[What the exercise asks]
Starting with the line containing "pub fn inflight_count(&self)" and going on through the line containing "fn start_exchange(&self, key: CoalesceKey, query: Vec<u8>)", return the lines of the data below exactly, and only those.

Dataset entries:
═══

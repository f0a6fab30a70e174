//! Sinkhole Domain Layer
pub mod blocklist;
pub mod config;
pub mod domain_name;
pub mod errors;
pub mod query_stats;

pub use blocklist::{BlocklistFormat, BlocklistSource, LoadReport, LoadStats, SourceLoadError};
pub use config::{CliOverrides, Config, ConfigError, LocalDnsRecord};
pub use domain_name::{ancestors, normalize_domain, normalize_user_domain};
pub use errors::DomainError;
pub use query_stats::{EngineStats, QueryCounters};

═══

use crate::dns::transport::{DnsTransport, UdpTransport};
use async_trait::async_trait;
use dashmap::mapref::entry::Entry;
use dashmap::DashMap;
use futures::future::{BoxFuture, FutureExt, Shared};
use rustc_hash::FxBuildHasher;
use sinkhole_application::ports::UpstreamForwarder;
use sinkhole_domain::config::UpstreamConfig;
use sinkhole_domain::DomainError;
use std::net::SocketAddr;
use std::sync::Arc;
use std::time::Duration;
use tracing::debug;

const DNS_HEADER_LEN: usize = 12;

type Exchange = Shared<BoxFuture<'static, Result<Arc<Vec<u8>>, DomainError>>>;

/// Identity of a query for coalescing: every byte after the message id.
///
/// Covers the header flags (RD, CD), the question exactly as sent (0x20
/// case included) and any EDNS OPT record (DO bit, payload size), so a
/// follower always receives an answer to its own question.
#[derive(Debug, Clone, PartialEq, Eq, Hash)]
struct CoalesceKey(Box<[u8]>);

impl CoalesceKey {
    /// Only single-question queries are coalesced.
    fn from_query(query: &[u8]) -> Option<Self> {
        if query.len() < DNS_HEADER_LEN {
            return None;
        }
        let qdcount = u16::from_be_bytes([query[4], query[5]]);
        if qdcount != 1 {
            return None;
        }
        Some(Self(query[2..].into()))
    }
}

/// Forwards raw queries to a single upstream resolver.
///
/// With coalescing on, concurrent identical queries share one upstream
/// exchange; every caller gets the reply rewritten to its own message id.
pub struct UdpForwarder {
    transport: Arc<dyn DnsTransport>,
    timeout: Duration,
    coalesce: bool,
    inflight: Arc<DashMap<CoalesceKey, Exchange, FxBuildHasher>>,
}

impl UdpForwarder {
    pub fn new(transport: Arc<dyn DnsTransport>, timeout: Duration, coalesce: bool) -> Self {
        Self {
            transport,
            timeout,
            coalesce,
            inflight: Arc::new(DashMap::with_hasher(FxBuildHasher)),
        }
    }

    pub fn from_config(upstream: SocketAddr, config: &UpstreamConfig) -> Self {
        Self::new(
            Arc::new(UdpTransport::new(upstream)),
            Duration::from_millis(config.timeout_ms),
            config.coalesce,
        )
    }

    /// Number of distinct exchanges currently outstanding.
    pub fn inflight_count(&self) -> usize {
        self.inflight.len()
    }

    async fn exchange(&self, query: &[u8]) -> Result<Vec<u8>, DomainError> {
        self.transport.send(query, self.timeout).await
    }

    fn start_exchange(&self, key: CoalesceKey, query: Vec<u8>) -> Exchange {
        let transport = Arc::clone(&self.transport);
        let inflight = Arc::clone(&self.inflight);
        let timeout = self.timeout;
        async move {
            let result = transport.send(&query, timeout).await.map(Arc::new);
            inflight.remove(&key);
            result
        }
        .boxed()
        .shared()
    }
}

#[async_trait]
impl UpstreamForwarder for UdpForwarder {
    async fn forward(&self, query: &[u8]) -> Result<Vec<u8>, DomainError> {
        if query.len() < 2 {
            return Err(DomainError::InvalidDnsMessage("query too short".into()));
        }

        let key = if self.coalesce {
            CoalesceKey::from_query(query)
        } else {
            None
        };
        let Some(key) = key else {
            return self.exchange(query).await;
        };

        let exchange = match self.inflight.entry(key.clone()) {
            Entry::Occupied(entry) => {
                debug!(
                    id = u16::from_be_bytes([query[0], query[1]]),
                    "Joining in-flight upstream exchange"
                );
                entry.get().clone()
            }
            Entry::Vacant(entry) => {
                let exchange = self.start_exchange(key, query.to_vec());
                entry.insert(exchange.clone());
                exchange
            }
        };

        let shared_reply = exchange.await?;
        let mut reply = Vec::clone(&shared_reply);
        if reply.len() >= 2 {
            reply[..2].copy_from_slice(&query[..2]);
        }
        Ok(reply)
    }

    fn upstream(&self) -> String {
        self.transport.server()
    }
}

═══

[Completed exercise]
    pub fn inflight_count(&self) -> usize {
        self.inflight.len()
    }

    async fn exchange(&self, query: &[u8]) -> Result<Vec<u8>, DomainError> {
        self.transport.send(query, self.timeout).await
    }

    fn start_exchange(&self, key: CoalesceKey, query: Vec<u8>) -> Exchange {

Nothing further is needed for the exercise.